→ **DIRECTIONS FOR THIS TASK**
Your task is to transcribe the entries below exactly, beginning with the line containing "pub fn is_degenerate(&self, area_threshold: f64)" and ending with the final line, and to add nothing else.

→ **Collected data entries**
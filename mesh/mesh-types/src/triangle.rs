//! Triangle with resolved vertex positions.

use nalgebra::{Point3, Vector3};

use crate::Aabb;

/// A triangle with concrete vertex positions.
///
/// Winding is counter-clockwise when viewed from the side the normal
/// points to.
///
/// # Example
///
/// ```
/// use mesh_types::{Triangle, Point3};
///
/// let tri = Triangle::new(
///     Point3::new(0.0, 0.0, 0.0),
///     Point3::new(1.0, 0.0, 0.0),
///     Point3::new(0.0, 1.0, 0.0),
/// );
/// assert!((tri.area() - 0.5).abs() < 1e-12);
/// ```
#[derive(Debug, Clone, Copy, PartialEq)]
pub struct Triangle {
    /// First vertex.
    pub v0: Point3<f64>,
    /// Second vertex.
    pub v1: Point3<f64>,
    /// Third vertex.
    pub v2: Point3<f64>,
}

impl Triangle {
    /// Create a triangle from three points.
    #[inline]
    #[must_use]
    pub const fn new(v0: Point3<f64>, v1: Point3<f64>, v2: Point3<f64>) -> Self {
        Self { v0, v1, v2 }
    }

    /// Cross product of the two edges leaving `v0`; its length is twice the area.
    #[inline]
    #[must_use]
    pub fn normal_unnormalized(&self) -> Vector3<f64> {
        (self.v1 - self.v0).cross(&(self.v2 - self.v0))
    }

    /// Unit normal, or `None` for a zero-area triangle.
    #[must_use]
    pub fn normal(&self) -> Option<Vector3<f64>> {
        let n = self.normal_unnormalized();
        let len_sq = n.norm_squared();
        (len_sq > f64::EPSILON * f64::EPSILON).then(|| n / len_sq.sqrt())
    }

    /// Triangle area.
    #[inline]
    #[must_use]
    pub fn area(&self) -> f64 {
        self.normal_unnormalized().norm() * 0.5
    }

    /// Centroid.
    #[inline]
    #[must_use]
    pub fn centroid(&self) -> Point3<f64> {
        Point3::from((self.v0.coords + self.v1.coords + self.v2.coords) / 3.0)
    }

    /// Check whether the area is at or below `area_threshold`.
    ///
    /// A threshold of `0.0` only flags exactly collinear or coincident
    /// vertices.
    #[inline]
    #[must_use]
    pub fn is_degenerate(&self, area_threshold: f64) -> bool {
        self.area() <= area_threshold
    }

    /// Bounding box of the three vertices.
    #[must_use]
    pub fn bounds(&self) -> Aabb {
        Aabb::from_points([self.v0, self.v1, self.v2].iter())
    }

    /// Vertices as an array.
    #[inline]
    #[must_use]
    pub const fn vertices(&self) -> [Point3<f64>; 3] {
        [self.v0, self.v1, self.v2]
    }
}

→ **ANSWER BOX**
    pub fn is_degenerate(&self, area_threshold: f64) -> bool {
        self.area() <= area_threshold
    }

    /// Bounding box of the three vertices.
    #[must_use]
    pub fn bounds(&self) -> Aabb {
        Aabb::from_points([self.v0, self.v1, self.v2].iter())
    }

    /// Vertices as an array.
    #[inline]
    #[must_use]
    pub const fn vertices(&self) -> [Point3<f64>; 3] {
        [self.v0, self.v1, self.v2]
    }
}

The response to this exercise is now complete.